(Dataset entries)
****************************************

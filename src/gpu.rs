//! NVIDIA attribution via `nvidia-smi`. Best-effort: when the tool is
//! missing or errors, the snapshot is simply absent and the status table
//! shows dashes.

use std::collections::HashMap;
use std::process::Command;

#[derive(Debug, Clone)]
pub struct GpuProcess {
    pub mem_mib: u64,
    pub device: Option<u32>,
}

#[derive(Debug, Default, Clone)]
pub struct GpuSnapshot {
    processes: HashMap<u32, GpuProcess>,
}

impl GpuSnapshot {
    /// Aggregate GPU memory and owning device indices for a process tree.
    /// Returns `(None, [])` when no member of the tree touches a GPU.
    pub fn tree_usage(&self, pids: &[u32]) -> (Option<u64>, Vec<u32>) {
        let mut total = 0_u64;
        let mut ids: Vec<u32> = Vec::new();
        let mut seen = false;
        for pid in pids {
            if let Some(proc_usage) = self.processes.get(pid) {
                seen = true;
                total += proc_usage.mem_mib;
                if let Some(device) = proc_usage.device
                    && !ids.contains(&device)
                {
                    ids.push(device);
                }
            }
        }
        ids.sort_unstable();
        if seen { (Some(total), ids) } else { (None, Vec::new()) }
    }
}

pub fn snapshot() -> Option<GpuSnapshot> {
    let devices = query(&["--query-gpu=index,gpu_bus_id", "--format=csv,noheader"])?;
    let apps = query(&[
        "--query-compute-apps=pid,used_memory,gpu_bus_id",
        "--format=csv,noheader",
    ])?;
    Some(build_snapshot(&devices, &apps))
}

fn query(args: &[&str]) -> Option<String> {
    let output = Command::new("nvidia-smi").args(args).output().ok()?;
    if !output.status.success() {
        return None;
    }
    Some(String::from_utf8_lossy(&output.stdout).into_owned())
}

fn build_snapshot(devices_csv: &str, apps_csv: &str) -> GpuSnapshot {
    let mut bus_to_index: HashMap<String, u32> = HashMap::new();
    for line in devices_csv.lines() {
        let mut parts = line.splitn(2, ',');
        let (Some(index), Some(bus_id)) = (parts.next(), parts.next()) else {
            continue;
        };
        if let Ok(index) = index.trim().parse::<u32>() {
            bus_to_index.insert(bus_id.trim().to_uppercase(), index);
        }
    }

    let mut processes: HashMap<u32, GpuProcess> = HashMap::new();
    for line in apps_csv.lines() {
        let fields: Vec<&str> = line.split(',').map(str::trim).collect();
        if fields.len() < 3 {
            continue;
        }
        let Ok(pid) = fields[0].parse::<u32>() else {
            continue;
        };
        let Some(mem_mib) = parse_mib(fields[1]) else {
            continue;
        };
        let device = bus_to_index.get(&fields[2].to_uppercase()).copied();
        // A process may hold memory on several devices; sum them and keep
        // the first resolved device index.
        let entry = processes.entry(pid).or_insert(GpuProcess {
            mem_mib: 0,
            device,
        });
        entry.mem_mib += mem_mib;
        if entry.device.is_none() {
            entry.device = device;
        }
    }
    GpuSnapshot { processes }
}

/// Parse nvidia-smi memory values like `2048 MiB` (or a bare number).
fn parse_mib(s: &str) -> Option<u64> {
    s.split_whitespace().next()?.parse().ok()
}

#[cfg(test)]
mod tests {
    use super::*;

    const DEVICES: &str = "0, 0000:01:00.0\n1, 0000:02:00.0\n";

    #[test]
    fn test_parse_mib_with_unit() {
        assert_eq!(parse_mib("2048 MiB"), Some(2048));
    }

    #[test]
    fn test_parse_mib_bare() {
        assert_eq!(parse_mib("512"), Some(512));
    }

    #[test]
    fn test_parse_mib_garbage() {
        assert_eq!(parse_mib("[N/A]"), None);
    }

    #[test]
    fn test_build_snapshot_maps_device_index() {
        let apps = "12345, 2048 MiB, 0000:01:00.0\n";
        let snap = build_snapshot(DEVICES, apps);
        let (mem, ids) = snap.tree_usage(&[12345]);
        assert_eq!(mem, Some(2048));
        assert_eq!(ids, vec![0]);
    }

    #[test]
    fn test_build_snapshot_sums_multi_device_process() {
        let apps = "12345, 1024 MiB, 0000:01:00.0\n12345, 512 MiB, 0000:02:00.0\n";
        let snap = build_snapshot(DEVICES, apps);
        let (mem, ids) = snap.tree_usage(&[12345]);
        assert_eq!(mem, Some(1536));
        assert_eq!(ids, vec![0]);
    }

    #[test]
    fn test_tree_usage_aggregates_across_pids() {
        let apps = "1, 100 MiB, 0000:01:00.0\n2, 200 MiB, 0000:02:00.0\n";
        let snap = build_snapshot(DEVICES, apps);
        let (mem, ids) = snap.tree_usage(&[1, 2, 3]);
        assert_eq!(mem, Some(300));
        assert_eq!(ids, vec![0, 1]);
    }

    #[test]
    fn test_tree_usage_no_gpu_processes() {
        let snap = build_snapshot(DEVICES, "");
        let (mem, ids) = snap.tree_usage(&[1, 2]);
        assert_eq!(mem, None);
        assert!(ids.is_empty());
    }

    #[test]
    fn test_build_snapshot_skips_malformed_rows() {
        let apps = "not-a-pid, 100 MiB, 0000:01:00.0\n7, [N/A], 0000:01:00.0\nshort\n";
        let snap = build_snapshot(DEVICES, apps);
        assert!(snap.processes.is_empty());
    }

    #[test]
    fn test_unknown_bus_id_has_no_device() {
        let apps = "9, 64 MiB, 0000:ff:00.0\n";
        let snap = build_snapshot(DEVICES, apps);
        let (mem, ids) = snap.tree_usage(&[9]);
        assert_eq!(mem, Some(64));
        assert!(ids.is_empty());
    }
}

****************************************

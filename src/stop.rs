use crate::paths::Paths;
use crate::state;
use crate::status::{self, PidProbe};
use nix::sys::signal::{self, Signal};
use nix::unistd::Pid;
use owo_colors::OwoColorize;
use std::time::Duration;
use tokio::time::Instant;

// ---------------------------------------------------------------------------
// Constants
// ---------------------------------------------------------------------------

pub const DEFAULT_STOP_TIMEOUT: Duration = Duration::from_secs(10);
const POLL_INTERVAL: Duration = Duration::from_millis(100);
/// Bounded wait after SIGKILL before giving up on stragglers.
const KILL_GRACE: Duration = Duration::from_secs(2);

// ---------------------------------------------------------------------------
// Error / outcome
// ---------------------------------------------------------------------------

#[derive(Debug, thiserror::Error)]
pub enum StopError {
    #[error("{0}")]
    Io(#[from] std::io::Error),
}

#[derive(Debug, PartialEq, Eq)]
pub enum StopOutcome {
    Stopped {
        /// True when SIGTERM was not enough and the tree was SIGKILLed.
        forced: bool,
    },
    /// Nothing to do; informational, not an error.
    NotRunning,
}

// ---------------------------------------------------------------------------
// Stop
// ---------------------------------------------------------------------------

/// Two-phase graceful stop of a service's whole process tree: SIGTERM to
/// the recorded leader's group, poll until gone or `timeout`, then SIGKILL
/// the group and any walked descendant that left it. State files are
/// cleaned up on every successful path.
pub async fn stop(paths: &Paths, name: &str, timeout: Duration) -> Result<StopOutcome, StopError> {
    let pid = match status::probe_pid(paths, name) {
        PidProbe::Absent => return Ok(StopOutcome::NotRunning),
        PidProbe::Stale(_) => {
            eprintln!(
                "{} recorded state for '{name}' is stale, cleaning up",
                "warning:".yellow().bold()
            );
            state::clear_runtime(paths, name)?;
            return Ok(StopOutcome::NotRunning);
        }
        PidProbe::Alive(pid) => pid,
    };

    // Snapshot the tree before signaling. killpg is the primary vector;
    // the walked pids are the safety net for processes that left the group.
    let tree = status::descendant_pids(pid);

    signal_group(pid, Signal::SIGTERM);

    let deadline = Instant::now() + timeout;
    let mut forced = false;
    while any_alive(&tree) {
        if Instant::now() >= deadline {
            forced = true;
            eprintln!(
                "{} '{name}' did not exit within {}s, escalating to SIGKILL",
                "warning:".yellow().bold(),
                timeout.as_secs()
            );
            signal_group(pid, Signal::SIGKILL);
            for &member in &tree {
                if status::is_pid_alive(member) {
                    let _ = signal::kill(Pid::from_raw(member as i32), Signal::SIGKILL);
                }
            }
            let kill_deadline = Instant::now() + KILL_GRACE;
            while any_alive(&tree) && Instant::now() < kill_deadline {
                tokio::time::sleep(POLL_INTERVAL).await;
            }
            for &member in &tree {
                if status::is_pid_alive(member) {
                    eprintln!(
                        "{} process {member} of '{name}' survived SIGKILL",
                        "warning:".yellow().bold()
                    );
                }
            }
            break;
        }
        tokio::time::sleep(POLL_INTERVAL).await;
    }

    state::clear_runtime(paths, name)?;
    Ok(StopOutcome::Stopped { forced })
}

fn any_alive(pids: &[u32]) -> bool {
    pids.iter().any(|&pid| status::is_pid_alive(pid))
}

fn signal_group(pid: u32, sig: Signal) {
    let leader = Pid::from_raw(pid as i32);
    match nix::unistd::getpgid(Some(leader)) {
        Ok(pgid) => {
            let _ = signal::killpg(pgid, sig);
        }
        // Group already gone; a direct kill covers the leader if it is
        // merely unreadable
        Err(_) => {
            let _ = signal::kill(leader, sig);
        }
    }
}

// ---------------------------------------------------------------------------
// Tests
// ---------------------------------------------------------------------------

****************************************

§ Task to complete
Only one stretch of the data above is needed. Restate it word for word, from the line containing "use std::time::Duration;" through the line containing "pub const DEFAULT_STOP_TIMEOUT: Duration", both ends included.

§ Solution to the problem
use std::time::Duration;
use tokio::time::Instant;

// ---------------------------------------------------------------------------
// Constants
// ---------------------------------------------------------------------------

pub const DEFAULT_STOP_TIMEOUT: Duration = Duration::from_secs(10);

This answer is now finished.